WHAT IS BEING ASKED:
Word for word, retype every line of the data.

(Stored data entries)
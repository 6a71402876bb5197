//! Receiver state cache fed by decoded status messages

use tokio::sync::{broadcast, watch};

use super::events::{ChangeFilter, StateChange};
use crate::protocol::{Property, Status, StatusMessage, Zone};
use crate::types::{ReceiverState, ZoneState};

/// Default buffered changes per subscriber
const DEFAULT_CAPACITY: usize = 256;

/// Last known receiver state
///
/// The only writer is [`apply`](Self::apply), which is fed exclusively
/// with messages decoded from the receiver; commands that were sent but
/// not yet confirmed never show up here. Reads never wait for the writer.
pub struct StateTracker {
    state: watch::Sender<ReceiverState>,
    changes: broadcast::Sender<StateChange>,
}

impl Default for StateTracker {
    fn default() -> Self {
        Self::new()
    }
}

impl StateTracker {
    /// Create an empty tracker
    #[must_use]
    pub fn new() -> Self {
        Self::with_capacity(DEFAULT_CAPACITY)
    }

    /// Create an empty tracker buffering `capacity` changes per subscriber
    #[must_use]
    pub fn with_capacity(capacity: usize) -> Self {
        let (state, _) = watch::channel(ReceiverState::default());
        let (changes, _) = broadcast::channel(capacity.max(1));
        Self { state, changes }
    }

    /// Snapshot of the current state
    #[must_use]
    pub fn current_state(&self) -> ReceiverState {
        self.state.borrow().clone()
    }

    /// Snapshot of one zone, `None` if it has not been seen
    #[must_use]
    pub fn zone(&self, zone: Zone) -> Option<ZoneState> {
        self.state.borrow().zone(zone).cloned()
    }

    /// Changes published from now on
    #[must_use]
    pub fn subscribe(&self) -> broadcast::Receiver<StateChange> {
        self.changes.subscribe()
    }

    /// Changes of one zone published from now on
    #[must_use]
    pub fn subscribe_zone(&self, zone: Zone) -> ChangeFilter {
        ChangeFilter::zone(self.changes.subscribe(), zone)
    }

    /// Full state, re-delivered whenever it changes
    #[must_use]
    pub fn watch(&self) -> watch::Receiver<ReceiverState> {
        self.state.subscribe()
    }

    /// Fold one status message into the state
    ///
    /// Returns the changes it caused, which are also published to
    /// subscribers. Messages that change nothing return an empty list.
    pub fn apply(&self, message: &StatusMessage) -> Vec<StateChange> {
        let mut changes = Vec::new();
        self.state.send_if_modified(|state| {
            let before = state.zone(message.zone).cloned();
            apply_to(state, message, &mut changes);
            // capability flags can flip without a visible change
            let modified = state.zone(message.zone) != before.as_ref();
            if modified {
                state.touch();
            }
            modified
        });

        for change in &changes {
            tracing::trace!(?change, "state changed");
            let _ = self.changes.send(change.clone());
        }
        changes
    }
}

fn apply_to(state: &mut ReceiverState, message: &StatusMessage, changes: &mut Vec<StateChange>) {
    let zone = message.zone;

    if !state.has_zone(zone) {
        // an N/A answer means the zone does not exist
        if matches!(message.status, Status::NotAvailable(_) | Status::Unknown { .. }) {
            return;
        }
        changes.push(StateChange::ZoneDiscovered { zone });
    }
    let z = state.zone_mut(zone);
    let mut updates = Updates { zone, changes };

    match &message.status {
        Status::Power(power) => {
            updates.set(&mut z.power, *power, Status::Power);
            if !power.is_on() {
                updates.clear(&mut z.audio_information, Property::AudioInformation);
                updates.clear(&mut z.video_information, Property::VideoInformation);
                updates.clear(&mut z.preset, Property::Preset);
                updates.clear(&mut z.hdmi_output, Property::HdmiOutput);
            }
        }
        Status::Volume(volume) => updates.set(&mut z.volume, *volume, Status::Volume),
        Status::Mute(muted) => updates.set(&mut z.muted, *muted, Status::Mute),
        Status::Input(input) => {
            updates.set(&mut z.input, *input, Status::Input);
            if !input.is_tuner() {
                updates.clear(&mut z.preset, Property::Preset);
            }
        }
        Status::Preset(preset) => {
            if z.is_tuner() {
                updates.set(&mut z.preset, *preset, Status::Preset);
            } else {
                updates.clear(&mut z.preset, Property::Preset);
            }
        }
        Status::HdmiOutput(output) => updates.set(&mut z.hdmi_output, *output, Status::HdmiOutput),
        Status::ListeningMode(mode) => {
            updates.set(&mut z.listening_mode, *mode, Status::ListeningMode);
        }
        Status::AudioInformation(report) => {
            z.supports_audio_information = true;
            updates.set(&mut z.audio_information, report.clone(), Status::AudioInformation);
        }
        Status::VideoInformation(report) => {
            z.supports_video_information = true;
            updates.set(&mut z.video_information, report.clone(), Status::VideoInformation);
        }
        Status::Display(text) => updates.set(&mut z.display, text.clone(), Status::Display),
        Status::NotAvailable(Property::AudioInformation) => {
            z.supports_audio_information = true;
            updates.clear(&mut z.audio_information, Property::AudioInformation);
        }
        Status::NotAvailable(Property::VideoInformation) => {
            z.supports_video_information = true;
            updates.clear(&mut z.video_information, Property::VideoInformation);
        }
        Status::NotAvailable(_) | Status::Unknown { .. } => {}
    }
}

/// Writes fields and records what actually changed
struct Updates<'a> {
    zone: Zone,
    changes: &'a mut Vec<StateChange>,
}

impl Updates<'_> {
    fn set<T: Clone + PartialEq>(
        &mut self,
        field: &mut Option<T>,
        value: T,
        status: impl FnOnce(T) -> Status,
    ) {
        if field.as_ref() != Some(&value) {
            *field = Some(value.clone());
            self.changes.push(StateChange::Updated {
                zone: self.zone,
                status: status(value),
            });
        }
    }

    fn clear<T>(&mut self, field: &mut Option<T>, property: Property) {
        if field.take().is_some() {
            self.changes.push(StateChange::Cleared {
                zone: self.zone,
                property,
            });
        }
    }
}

EXPECTED OUTPUT:
repository 6a71402876bb5197
//! Receiver state cache fed by decoded status messages

use tokio::sync::{broadcast, watch};

use super::events::{ChangeFilter, StateChange};
use crate::protocol::{Property, Status, StatusMessage, Zone};
use crate::types::{ReceiverState, ZoneState};

/// Default buffered changes per subscriber
const DEFAULT_CAPACITY: usize = 256;

/// Last known receiver state
///
/// The only writer is [`apply`](Self::apply), which is fed exclusively
/// with messages decoded from the receiver; commands that were sent but
/// not yet confirmed never show up here. Reads never wait for the writer.
pub struct StateTracker {
    state: watch::Sender<ReceiverState>,
    changes: broadcast::Sender<StateChange>,
}

impl Default for StateTracker {
    fn default() -> Self {
        Self::new()
    }
}

impl StateTracker {
    /// Create an empty tracker
    #[must_use]
    pub fn new() -> Self {
        Self::with_capacity(DEFAULT_CAPACITY)
    }

    /// Create an empty tracker buffering `capacity` changes per subscriber
    #[must_use]
    pub fn with_capacity(capacity: usize) -> Self {
        let (state, _) = watch::channel(ReceiverState::default());
        let (changes, _) = broadcast::channel(capacity.max(1));
        Self { state, changes }
    }

    /// Snapshot of the current state
    #[must_use]
    pub fn current_state(&self) -> ReceiverState {
        self.state.borrow().clone()
    }

    /// Snapshot of one zone, `None` if it has not been seen
    #[must_use]
    pub fn zone(&self, zone: Zone) -> Option<ZoneState> {
        self.state.borrow().zone(zone).cloned()
    }

    /// Changes published from now on
    #[must_use]
    pub fn subscribe(&self) -> broadcast::Receiver<StateChange> {
        self.changes.subscribe()
    }

    /// Changes of one zone published from now on
    #[must_use]
    pub fn subscribe_zone(&self, zone: Zone) -> ChangeFilter {
        ChangeFilter::zone(self.changes.subscribe(), zone)
    }

    /// Full state, re-delivered whenever it changes
    #[must_use]
    pub fn watch(&self) -> watch::Receiver<ReceiverState> {
        self.state.subscribe()
    }

    /// Fold one status message into the state
    ///
    /// Returns the changes it caused, which are also published to
    /// subscribers. Messages that change nothing return an empty list.
    pub fn apply(&self, message: &StatusMessage) -> Vec<StateChange> {
        let mut changes = Vec::new();
        self.state.send_if_modified(|state| {
            let before = state.zone(message.zone).cloned();
            apply_to(state, message, &mut changes);
            // capability flags can flip without a visible change
            let modified = state.zone(message.zone) != before.as_ref();
            if modified {
                state.touch();
            }
            modified
        });

        for change in &changes {
            tracing::trace!(?change, "state changed");
            let _ = self.changes.send(change.clone());
        }
        changes
    }
}

fn apply_to(state: &mut ReceiverState, message: &StatusMessage, changes: &mut Vec<StateChange>) {
    let zone = message.zone;

    if !state.has_zone(zone) {
        // an N/A answer means the zone does not exist
        if matches!(message.status, Status::NotAvailable(_) | Status::Unknown { .. }) {
            return;
        }
        changes.push(StateChange::ZoneDiscovered { zone });
    }
    let z = state.zone_mut(zone);
    let mut updates = Updates { zone, changes };

    match &message.status {
        Status::Power(power) => {
            updates.set(&mut z.power, *power, Status::Power);
            if !power.is_on() {
                updates.clear(&mut z.audio_information, Property::AudioInformation);
                updates.clear(&mut z.video_information, Property::VideoInformation);
                updates.clear(&mut z.preset, Property::Preset);
                updates.clear(&mut z.hdmi_output, Property::HdmiOutput);
            }
        }
        Status::Volume(volume) => updates.set(&mut z.volume, *volume, Status::Volume),
        Status::Mute(muted) => updates.set(&mut z.muted, *muted, Status::Mute),
        Status::Input(input) => {
            updates.set(&mut z.input, *input, Status::Input);
            if !input.is_tuner() {
                updates.clear(&mut z.preset, Property::Preset);
            }
        }
        Status::Preset(preset) => {
            if z.is_tuner() {
                updates.set(&mut z.preset, *preset, Status::Preset);
            } else {
                updates.clear(&mut z.preset, Property::Preset);
            }
        }
        Status::HdmiOutput(output) => updates.set(&mut z.hdmi_output, *output, Status::HdmiOutput),
        Status::ListeningMode(mode) => {
            updates.set(&mut z.listening_mode, *mode, Status::ListeningMode);
        }
        Status::AudioInformation(report) => {
            z.supports_audio_information = true;
            updates.set(&mut z.audio_information, report.clone(), Status::AudioInformation);
        }
        Status::VideoInformation(report) => {
            z.supports_video_information = true;
            updates.set(&mut z.video_information, report.clone(), Status::VideoInformation);
        }
        Status::Display(text) => updates.set(&mut z.display, text.clone(), Status::Display),
        Status::NotAvailable(Property::AudioInformation) => {
            z.supports_audio_information = true;
            updates.clear(&mut z.audio_information, Property::AudioInformation);
        }
        Status::NotAvailable(Property::VideoInformation) => {
            z.supports_video_information = true;
            updates.clear(&mut z.video_information, Property::VideoInformation);
        }
        Status::NotAvailable(_) | Status::Unknown { .. } => {}
    }
}

/// Writes fields and records what actually changed
struct Updates<'a> {
    zone: Zone,
    changes: &'a mut Vec<StateChange>,
}

impl Updates<'_> {
    fn set<T: Clone + PartialEq>(
        &mut self,
        field: &mut Option<T>,
        value: T,
        status: impl FnOnce(T) -> Status,
    ) {
        if field.as_ref() != Some(&value) {
            *field = Some(value.clone());
            self.changes.push(StateChange::Updated {
                zone: self.zone,
                status: status(value),
            });
        }
    }

    fn clear<T>(&mut self, field: &mut Option<T>, property: Property) {
        if field.take().is_some() {
            self.changes.push(StateChange::Cleared {
                zone: self.zone,
                property,
            });
        }
    }
}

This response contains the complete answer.